[PROMPT] Pull from the data below each line where the word "desc" occurs, and copy it.
============================================================
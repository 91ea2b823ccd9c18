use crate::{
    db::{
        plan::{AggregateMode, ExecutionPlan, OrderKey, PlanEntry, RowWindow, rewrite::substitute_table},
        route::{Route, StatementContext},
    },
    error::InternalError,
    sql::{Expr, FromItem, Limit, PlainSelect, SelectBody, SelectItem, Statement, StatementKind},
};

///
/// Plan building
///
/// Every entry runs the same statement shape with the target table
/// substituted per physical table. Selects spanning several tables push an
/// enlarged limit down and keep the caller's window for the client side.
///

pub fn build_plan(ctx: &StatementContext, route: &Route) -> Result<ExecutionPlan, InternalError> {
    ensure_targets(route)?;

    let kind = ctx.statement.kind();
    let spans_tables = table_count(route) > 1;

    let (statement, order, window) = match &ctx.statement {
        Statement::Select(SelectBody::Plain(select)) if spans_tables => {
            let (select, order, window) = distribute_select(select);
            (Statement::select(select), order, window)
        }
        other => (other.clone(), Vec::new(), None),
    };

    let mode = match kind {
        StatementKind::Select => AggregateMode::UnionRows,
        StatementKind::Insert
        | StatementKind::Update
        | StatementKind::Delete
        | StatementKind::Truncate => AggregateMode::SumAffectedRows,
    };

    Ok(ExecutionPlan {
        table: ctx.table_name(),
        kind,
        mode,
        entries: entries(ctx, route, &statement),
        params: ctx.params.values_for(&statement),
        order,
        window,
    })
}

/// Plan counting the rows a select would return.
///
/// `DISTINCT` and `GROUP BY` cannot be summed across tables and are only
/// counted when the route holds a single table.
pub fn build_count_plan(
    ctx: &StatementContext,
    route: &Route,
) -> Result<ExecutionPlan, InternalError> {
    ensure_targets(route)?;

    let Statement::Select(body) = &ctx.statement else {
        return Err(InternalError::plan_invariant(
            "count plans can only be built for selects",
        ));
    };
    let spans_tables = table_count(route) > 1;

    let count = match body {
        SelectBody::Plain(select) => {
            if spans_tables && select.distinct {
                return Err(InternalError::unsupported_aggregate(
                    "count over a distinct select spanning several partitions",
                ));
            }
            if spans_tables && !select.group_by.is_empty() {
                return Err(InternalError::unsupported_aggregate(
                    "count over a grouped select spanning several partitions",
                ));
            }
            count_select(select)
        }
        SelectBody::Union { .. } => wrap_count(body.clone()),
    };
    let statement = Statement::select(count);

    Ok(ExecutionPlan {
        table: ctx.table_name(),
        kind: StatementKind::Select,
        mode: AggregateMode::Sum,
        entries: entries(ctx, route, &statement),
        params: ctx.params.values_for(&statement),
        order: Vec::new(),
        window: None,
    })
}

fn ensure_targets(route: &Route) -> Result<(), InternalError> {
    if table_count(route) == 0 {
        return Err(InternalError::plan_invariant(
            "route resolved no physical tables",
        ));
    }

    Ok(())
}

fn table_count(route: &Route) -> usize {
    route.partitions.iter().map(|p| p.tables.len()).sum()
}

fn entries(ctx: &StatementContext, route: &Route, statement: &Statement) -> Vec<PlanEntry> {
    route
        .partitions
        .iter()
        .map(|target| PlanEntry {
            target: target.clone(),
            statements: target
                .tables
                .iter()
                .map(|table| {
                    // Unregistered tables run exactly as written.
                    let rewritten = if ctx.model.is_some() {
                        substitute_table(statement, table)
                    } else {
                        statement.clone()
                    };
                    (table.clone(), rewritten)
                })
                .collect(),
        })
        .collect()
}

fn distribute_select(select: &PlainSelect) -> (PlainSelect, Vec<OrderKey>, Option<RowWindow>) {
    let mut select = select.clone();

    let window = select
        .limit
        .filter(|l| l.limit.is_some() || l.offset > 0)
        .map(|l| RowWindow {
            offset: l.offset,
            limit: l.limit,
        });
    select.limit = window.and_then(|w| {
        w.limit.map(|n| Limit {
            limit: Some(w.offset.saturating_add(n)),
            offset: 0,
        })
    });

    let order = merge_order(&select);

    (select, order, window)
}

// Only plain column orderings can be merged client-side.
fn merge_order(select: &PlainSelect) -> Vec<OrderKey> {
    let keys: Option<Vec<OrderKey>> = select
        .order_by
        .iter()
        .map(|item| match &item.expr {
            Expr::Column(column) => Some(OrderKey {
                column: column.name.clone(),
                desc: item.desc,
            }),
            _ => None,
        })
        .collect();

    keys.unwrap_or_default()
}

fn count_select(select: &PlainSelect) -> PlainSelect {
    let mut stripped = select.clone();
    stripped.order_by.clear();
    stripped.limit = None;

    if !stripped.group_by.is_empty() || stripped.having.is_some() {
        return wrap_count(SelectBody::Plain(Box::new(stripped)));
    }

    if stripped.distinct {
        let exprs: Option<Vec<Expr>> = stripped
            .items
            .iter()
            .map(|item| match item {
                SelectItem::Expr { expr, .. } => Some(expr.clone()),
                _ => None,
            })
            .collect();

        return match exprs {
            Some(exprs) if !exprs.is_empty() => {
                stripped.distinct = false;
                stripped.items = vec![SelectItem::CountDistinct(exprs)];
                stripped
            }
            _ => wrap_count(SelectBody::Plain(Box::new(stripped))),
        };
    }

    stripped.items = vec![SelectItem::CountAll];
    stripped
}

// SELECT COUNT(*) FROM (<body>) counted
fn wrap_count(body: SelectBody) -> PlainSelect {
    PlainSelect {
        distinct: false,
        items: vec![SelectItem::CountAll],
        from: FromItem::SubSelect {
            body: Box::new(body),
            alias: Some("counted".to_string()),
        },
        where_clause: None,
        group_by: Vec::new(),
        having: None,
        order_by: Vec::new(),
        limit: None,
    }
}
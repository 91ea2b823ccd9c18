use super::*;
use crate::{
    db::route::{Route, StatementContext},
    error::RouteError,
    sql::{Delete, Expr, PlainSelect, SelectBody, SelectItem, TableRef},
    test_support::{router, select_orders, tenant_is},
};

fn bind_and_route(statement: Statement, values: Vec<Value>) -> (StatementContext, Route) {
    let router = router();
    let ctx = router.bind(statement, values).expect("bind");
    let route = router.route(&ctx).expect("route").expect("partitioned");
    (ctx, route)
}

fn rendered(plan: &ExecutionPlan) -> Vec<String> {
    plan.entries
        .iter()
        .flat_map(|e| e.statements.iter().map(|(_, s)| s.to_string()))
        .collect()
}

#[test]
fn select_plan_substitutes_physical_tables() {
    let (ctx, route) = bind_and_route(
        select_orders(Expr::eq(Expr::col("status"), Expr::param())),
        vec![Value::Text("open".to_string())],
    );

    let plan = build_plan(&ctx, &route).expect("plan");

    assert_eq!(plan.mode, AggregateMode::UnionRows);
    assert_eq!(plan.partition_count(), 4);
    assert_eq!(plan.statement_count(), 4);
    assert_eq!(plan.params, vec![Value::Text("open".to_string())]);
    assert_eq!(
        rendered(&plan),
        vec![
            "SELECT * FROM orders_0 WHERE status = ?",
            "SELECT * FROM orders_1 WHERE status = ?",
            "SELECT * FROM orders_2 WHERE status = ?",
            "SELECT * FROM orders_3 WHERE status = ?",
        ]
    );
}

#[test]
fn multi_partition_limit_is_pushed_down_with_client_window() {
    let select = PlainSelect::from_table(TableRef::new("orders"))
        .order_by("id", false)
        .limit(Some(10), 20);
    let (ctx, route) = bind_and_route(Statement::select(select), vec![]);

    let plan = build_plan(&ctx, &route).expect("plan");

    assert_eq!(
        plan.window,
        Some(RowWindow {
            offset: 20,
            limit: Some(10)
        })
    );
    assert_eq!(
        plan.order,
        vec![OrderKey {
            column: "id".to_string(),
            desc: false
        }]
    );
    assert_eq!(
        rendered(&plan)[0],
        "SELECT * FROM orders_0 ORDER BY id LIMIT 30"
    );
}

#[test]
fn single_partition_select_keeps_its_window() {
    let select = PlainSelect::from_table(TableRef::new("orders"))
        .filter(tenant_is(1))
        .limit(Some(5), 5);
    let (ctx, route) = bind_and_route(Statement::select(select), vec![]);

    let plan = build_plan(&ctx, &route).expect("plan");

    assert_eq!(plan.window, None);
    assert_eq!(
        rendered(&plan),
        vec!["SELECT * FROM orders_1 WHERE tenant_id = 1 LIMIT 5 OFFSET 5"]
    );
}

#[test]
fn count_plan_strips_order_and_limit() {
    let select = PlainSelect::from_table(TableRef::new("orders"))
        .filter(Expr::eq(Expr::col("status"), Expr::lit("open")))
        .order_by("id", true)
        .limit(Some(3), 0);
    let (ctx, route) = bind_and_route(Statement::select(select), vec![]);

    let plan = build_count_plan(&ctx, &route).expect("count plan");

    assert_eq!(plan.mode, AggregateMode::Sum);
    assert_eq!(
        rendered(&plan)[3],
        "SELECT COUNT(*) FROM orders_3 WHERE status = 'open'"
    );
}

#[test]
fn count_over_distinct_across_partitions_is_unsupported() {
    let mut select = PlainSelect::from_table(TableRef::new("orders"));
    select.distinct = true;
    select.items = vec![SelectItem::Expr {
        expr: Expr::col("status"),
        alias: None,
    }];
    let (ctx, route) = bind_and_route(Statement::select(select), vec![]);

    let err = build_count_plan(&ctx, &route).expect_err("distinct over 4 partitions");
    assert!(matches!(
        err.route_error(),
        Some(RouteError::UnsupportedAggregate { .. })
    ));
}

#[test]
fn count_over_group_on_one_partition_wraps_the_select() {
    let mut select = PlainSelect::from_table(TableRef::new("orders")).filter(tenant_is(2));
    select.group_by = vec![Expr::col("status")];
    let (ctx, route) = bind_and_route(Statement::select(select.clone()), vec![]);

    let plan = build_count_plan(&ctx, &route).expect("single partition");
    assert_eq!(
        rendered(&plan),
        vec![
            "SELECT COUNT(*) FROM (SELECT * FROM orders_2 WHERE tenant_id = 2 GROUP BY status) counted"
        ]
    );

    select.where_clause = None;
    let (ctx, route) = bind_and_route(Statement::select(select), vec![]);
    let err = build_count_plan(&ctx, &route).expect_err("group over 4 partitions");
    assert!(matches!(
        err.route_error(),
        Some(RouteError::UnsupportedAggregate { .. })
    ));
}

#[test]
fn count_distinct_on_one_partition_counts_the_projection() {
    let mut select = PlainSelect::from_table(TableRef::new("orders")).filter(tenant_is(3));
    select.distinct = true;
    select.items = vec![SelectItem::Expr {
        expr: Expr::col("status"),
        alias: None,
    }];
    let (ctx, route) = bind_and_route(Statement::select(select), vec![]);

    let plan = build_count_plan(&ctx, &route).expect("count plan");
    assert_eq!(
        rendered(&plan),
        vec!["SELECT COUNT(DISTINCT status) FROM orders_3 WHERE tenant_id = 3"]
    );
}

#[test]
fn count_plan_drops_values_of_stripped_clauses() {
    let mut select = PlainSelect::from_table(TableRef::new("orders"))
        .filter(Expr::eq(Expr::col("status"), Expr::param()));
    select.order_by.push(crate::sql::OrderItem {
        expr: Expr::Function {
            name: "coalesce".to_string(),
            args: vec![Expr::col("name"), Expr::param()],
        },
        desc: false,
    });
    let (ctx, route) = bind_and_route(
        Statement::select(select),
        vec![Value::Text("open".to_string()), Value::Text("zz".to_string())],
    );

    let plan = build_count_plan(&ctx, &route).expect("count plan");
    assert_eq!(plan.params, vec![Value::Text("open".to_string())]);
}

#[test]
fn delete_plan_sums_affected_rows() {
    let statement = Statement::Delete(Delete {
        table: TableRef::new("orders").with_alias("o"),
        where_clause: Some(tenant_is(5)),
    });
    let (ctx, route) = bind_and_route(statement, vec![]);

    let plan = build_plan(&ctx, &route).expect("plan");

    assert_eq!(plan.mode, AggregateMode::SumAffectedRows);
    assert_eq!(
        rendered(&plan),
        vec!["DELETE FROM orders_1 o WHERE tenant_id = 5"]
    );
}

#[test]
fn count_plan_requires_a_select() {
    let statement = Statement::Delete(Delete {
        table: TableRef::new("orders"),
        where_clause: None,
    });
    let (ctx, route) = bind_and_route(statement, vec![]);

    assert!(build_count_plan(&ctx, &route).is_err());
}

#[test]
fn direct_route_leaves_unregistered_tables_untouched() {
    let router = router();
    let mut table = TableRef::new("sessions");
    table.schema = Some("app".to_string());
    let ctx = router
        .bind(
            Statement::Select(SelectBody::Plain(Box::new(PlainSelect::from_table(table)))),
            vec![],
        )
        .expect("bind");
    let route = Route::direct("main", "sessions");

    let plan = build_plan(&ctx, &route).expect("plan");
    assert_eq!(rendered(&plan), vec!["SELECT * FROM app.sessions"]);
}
============================================================
[EXERCISE OUTPUT]
                desc: item.desc,
            desc: false
        desc: false,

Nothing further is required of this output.